If, at the expiration of the extended time, Seller shall have failed so
to remove any encumbrances or defects in title or deliver possession of the
Premises as the case may be, all as herein agreed, then any payments made under
this Agreement shall be refunded forthwith and all other obligations of the
parties hereto other than those arising under Paragraph 18 shall cease and this
Agreement shall be void and without recourse to the parties hereto; provided
that Buyer shall have the election, at either the original or extended Time of
Closing, to accept such title as the Seller can deliver to the Premises in their
then condition and to pay therefor the Purchase Price without deduction, in
which case the Seller shall convey such title. If the Premises shall have been
damaged by fire or casualty, then the Buyer shall have the right either (a) to
terminate this Agreement by written notice to the Seller and Seller shall
promptly return any deposit to the Buyer and this Agreement shall be rendered
null and void; or (b) to receive from Seller, on delivery of the Deed, all
amounts recovered or recoverable on account of such insurance less any amounts
reasonably expended by Seller for partial restoration, subject to the rights of
the holder of the Mortgage.
6. Acceptance of the Deed. The acceptance of the Deed shall be deemed
to be a full performance and discharge of every agreement and obligation herein
contained or expressed, except as otherwise expressly set forth herein.

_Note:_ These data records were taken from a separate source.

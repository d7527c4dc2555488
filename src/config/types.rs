//! Configuration data model.
//!
//! This module holds struct definitions plus default values. Loading and
//! source precedence stay in `config::mod`.

use serde::Deserialize;
use std::time::Duration;

use super::defaults::{
    DEFAULT_API_BASE_URL, DEFAULT_API_TIMEOUT_SECS, DEFAULT_BIND, DEFAULT_COMPACT_THRESHOLD_CHARS,
    DEFAULT_ENDPOINT, DEFAULT_GATE_WAIT_MS, DEFAULT_KEEPALIVE_SECS, DEFAULT_KEEP_RECENT,
    DEFAULT_LOOP_REPEAT_LIMIT, DEFAULT_MAX_ROUNDS, DEFAULT_MODEL_ID,
    DEFAULT_PROCESS_TIMEOUT_SECS,
};

/// Top-level runtime configuration.
#[derive(Debug, Clone, Default, Deserialize, PartialEq)]
#[serde(default)]
pub struct Config {
    pub server: ServerConfig,
    pub bridge: BridgeConfig,
    pub chat: ChatConfig,
    pub model: ModelConfig,
}

/// `[server]`: the HTTP protocol surface.
#[derive(Debug, Clone, Deserialize, PartialEq)]
#[serde(default)]
pub struct ServerConfig {
    pub bind: String,
    pub endpoint: String,
    /// Shared secret expected as `Authorization: Bearer <token>`.
    pub auth_token: Option<String>,
    pub keepalive_secs: u64,
    /// Overrides the `instructions` text returned from `initialize`.
    pub instructions: Option<String>,
}

impl Default for ServerConfig {
    fn default() -> Self {
        Self {
            bind: DEFAULT_BIND.into(),
            endpoint: DEFAULT_ENDPOINT.into(),
            auth_token: None,
            keepalive_secs: DEFAULT_KEEPALIVE_SECS,
            instructions: None,
        }
    }
}

impl ServerConfig {
    pub fn keepalive(&self) -> Duration {
        Duration::from_secs(self.keepalive_secs.max(1))
    }
}

/// `[bridge]`: gate and controller-thread limits.
#[derive(Debug, Clone, Deserialize, PartialEq)]
#[serde(default)]
pub struct BridgeConfig {
    pub gate_wait_ms: u64,
    pub process_timeout_secs: u64,
}

impl Default for BridgeConfig {
    fn default() -> Self {
        Self {
            gate_wait_ms: DEFAULT_GATE_WAIT_MS,
            process_timeout_secs: DEFAULT_PROCESS_TIMEOUT_SECS,
        }
    }
}

impl BridgeConfig {
    pub fn gate_wait(&self) -> Duration {
        Duration::from_millis(self.gate_wait_ms)
    }

    pub fn process_timeout(&self) -> Duration {
        Duration::from_secs(self.process_timeout_secs)
    }
}

/// `[chat]`: conversation loop limits.
#[derive(Debug, Clone, Deserialize, PartialEq)]
#[serde(default)]
pub struct ChatConfig {
    pub max_rounds: usize,
    pub keep_recent: usize,
    pub loop_repeat_limit: usize,
    /// `0` disables compaction.
    pub compact_threshold_chars: usize,
    pub system_prompt: Option<String>,
}

impl Default for ChatConfig {
    fn default() -> Self {
        Self {
            max_rounds: DEFAULT_MAX_ROUNDS,
            keep_recent: DEFAULT_KEEP_RECENT,
            loop_repeat_limit: DEFAULT_LOOP_REPEAT_LIMIT,
            compact_threshold_chars: DEFAULT_COMPACT_THRESHOLD_CHARS,
            system_prompt: None,
        }
    }
}

/// `[model]`: the OpenAI-compatible endpoint used by `docbridge chat`.
#[derive(Debug, Clone, Deserialize, PartialEq)]
#[serde(default)]
pub struct ModelConfig {
    #[serde(alias = "api_base_url")]
    pub base_url: String,
    pub model: String,
    pub api_key: String,
    /// Environment variable holding the key when `api_key` is empty.
    pub api_key_env: Option<String>,
    pub temperature: Option<f64>,
    pub timeout_secs: u64,
}

impl Default for ModelConfig {
    fn default() -> Self {
        Self {
            base_url: DEFAULT_API_BASE_URL.into(),
            model: DEFAULT_MODEL_ID.into(),
            api_key: String::new(),
            api_key_env: None,
            temperature: None,
            timeout_secs: DEFAULT_API_TIMEOUT_SECS,
        }
    }
}

impl ModelConfig {
    pub fn timeout(&self) -> Duration {
        Duration::from_secs(self.timeout_secs.max(1))
    }
}
//! Tool invocation through the gate and onto the controller thread.

use super::dispatch::ControllerDispatch;
use super::gate::ExecutionGate;
use crate::error::InvokeError;
use crate::tools::{CallerIdentity, DocumentHost, InvocationContext, ToolDescriptor, ToolRegistry};
use serde::{Deserialize, Serialize};
use serde_json::{json, Value};
use std::sync::Arc;
use std::time::{Duration, Instant};
use tracing::{debug, info, warn};

/// Outcome of a tool body.
#[derive(Debug, Clone, Copy, PartialEq, Eq, Serialize, Deserialize)]
#[serde(rename_all = "lowercase")]
pub enum ToolStatus {
    Ok,
    Error,
}

/// A tool result as returned to protocol clients and the model.
#[derive(Debug, Clone, PartialEq, Serialize, Deserialize)]
pub struct ToolResult {
    pub status: ToolStatus,
    pub payload: Value,
    pub elapsed_ms: u64,
}

impl ToolResult {
    pub fn is_error(&self) -> bool {
        self.status == ToolStatus::Error
    }
}

/// A request to run one tool.
#[derive(Debug, Clone)]
pub struct ToolInvocation {
    pub tool_name: String,
    pub arguments: Value,
    pub caller: CallerIdentity,
}

/// Time budgets for one invocation.
#[derive(Debug, Clone, Copy)]
pub struct InvokerSettings {
    /// How long to wait for the execution gate before reporting busy.
    pub gate_wait: Duration,
    /// How long the controller thread may take to run the tool.
    pub process_timeout: Duration,
}

/// Runs tools one at a time on the controller thread.
pub struct ToolInvoker {
    dispatch: Arc<ControllerDispatch>,
    gate: Arc<ExecutionGate>,
    registry: Arc<ToolRegistry>,
    host: Arc<dyn DocumentHost>,
    settings: InvokerSettings,
}

impl ToolInvoker {
    pub fn new(
        dispatch: Arc<ControllerDispatch>,
        gate: Arc<ExecutionGate>,
        registry: Arc<ToolRegistry>,
        host: Arc<dyn DocumentHost>,
        settings: InvokerSettings,
    ) -> Self {
        Self {
            dispatch,
            gate,
            registry,
            host,
            settings,
        }
    }

    pub fn settings(&self) -> InvokerSettings {
        self.settings
    }

    pub fn gate_busy(&self) -> bool {
        self.gate.is_busy()
    }

    pub fn registry(&self) -> &ToolRegistry {
        &self.registry
    }

    /// Run one tool call.
    ///
    /// Missing documents, unknown tools and tool failures come back as a
    /// `ToolResult` with error status. `Err` is reserved for busy, timeout and
    /// internal failures.
    pub async fn invoke(&self, invocation: ToolInvocation) -> Result<ToolResult, InvokeError> {
        let started = Instant::now();
        let tool_name = invocation.tool_name.clone();
        let caller = invocation.caller.to_string();

        let permit = self.gate.acquire(self.settings.gate_wait).await?;
        debug!(tool = %tool_name, %caller, "execution gate acquired");

        let registry = Arc::clone(&self.registry);
        let host = Arc::clone(&self.host);
        let outcome = self
            .dispatch
            .dispatch_async(
                move || execute_on_controller(&registry, host.as_ref(), &invocation),
                self.settings.process_timeout,
            )
            .await;
        drop(permit);

        let elapsed_ms = started.elapsed().as_millis() as u64;
        let (status, payload) = match outcome {
            Ok(result) => result,
            Err(err) => {
                warn!(tool = %tool_name, %caller, elapsed_ms, error = %err, "tool invocation failed");
                return Err(err.into());
            }
        };
        info!(tool = %tool_name, %caller, ?status, elapsed_ms, "tool invocation finished");
        Ok(ToolResult {
            status,
            payload,
            elapsed_ms,
        })
    }

    /// Tools usable on the active document. Empty when nothing is open.
    pub async fn list_tools(&self) -> Result<Vec<ToolDescriptor>, InvokeError> {
        let registry = Arc::clone(&self.registry);
        let host = Arc::clone(&self.host);
        let descriptors = self
            .dispatch
            .dispatch_async(
                move || match host.active_document() {
                    Some(document) => registry.descriptors_for(&document.kind),
                    None => Vec::new(),
                },
                self.settings.process_timeout,
            )
            .await?;
        Ok(descriptors)
    }
}

fn execute_on_controller(
    registry: &ToolRegistry,
    host: &dyn DocumentHost,
    invocation: &ToolInvocation,
) -> (ToolStatus, Value) {
    let Some(document) = host.active_document() else {
        return error_payload("no active document");
    };
    let Some(tool) = registry.get(&invocation.tool_name) else {
        return error_payload(&format!("unknown tool: {}", invocation.tool_name));
    };
    if !tool.supports(&document.kind) {
        return error_payload(&format!(
            "tool {} is not available for {} documents",
            invocation.tool_name, document.kind
        ));
    }

    let ctx = InvocationContext {
        document: &document,
        host,
        caller: &invocation.caller,
    };
    match tool.execute(&ctx, &invocation.arguments) {
        Ok(payload) => (ToolStatus::Ok, payload),
        Err(err) => error_payload(&err.to_string()),
    }
}

fn error_payload(message: &str) -> (ToolStatus, Value) {
    (ToolStatus::Error, json!({ "error": message }))
}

7. Use of Purchase Money to Clear Title. To enable Seller to make the
conveyance as herein provided, Seller may at the Time of Closing use the
purchase money or any portion thereof, subject to the limitation in Paragraph 5
hereof, to clear the title of any or all encumbrances or interests other than
the Permitted Encumbrances, provided that all instruments so procured are
recorded simultaneously with the delivery of the Deed, or reasonably soon
thereafter.
8. Insurance.
Until the Closing, the Seller shall maintain insurance on the Premises as
follows:
Type of Insurance ) Amount of Coverage
)
(a) Fire ) $7.5 Million
)
(b) Extended Coverage ) As presently insured
)
(c) Liability ) $1 Million (per occurrence)
) $2 Million (aggregate)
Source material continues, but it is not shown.